**Task data**.
______________________________
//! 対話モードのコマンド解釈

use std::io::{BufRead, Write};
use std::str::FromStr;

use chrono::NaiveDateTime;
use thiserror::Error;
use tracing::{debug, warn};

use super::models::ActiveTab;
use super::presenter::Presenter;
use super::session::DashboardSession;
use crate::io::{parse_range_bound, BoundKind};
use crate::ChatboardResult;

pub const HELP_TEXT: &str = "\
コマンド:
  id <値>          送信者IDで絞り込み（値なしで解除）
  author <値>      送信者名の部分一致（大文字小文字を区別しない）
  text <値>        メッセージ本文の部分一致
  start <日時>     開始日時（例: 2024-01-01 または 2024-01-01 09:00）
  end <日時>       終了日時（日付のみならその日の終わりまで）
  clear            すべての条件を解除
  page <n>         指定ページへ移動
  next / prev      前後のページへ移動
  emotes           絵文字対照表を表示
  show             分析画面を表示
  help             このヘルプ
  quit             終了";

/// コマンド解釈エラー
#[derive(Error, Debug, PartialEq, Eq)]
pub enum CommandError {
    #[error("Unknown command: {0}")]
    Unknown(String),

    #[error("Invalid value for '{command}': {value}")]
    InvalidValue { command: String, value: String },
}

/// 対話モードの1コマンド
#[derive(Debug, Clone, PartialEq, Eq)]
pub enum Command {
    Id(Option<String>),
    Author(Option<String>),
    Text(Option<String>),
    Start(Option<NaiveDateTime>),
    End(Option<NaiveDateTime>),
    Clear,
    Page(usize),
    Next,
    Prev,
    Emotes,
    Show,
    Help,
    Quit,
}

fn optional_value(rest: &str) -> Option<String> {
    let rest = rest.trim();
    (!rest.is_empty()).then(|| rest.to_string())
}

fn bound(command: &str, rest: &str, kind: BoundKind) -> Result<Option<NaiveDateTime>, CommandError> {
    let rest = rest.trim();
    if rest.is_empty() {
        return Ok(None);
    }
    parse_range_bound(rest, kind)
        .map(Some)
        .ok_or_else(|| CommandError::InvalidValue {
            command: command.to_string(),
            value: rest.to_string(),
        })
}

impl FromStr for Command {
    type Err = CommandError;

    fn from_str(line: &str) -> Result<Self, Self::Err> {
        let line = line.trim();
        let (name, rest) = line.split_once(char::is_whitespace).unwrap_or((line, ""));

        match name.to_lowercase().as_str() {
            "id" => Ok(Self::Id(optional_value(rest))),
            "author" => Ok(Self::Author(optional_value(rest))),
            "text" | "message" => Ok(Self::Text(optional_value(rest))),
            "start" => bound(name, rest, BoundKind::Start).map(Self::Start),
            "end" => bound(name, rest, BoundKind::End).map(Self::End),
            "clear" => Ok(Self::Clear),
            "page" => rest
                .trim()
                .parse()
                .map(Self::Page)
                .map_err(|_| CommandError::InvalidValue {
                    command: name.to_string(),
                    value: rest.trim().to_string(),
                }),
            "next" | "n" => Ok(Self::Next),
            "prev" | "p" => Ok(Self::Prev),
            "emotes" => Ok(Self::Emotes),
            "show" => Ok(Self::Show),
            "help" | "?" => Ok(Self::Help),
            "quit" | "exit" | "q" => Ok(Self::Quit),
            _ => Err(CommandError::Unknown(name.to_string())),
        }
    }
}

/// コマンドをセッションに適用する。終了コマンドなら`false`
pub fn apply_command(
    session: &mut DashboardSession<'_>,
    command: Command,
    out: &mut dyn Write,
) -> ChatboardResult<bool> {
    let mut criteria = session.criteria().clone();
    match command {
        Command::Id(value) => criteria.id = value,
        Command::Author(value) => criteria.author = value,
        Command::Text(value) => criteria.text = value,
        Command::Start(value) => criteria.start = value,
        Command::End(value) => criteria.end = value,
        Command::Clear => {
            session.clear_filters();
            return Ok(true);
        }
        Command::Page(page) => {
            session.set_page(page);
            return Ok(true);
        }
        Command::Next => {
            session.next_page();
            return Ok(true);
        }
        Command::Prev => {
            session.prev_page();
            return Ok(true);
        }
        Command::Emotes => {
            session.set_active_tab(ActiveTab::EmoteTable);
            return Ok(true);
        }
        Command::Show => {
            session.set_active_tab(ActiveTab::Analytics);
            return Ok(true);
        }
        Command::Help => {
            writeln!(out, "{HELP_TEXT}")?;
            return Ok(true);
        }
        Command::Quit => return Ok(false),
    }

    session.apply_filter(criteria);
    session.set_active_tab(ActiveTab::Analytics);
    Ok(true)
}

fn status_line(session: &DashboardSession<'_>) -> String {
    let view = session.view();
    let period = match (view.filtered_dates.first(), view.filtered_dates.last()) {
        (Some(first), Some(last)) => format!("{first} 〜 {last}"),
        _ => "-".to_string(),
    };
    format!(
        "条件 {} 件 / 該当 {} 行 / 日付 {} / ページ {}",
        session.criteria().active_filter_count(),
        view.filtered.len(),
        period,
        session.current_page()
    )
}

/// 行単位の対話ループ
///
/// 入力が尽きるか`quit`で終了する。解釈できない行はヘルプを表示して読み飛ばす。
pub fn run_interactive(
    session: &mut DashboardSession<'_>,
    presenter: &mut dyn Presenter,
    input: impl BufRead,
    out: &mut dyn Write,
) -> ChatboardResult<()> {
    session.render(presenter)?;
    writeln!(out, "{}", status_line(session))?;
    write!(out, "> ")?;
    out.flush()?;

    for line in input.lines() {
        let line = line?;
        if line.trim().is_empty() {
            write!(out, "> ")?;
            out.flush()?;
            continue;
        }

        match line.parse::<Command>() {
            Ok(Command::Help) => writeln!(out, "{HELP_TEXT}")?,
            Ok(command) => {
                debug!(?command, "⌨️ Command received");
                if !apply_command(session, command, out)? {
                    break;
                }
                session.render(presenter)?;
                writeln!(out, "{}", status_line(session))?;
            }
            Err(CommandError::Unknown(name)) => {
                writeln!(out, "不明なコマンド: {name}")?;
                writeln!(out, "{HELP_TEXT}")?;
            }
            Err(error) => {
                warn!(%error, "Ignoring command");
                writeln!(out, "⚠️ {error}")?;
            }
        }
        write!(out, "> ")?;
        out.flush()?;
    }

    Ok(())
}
______________________________
**What is required**.
Find the number of lines in the records that contain "presenter", and write that number only.

**Answer to this task**.
4